Aim of the exercise.
After counting the lines below that hold the word "identity", reply with the count and nothing else.

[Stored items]
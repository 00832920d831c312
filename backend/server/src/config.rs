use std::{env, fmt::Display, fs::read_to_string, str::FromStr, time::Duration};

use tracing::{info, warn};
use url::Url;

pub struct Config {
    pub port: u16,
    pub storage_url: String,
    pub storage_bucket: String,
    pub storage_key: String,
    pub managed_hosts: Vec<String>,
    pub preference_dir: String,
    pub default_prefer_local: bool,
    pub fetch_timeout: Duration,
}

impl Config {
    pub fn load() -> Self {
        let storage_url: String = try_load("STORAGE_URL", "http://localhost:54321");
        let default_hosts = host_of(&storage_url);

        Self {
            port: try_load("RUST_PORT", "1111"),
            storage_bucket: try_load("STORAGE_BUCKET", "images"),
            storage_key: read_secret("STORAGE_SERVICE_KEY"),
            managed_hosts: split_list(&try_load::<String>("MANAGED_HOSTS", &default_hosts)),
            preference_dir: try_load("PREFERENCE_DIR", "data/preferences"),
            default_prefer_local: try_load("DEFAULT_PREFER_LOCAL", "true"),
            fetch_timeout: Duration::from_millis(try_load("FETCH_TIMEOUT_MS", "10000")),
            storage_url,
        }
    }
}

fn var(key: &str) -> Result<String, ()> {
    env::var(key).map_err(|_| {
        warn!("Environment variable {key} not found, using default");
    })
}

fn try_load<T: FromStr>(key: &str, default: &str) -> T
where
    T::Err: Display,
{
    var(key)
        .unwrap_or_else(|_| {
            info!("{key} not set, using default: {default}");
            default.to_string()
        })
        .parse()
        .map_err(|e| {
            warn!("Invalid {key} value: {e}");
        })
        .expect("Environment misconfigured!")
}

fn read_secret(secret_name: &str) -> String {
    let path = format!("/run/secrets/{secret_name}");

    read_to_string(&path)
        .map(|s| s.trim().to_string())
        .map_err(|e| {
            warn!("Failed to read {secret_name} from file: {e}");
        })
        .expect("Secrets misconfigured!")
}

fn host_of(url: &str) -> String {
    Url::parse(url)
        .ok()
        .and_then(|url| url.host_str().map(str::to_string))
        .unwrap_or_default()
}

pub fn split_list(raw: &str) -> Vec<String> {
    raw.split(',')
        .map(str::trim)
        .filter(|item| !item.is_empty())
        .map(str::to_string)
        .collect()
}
---
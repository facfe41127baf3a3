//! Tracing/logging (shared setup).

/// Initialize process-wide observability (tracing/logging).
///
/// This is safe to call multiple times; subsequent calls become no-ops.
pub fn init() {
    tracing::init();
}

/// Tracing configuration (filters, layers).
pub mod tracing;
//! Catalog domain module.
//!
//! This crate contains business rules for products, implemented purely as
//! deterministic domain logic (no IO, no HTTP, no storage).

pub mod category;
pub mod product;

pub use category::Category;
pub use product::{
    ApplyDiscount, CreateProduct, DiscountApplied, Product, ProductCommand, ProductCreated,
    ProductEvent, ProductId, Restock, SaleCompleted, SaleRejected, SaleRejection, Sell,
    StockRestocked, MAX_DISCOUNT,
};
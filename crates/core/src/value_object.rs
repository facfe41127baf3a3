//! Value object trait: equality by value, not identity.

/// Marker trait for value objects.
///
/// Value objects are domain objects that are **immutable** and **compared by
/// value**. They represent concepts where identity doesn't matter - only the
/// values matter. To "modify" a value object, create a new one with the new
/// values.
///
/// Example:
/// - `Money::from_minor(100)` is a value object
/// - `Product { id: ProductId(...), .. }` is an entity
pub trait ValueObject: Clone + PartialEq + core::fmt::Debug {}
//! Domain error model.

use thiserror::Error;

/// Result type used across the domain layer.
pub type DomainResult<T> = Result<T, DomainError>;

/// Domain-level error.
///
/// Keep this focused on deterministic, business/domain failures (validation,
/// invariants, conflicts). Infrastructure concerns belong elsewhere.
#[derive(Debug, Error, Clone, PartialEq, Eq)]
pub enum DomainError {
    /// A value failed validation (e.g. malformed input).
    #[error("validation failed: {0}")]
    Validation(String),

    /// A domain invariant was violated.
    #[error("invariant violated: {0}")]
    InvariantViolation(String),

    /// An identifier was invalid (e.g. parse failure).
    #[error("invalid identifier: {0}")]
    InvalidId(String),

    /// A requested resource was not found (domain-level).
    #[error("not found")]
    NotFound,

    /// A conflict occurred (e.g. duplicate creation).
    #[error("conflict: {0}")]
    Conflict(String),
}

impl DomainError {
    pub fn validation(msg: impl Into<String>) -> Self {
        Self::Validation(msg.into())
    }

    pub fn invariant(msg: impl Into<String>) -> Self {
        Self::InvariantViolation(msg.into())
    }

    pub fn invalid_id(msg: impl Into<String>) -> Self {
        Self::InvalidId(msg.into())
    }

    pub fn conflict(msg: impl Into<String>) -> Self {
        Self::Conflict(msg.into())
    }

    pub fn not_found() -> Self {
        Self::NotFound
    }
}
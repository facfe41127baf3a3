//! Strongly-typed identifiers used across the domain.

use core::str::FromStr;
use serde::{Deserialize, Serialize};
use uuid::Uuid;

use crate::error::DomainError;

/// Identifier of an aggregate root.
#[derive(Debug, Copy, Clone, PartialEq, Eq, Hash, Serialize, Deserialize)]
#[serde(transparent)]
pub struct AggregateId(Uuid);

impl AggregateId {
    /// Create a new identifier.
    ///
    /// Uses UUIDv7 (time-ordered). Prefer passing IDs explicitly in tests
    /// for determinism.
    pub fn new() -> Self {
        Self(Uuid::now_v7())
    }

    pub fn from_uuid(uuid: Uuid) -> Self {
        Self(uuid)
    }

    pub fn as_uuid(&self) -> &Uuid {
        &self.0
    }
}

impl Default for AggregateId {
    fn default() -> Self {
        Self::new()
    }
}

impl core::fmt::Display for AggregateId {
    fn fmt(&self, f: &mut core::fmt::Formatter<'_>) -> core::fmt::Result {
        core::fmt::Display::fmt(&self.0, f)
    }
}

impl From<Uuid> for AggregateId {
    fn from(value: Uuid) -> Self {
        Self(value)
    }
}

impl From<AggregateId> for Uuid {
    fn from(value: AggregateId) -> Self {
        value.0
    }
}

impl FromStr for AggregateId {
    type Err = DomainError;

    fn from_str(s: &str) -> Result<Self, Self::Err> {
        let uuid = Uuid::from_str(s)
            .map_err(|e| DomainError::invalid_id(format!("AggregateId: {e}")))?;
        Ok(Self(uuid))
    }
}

Output.
2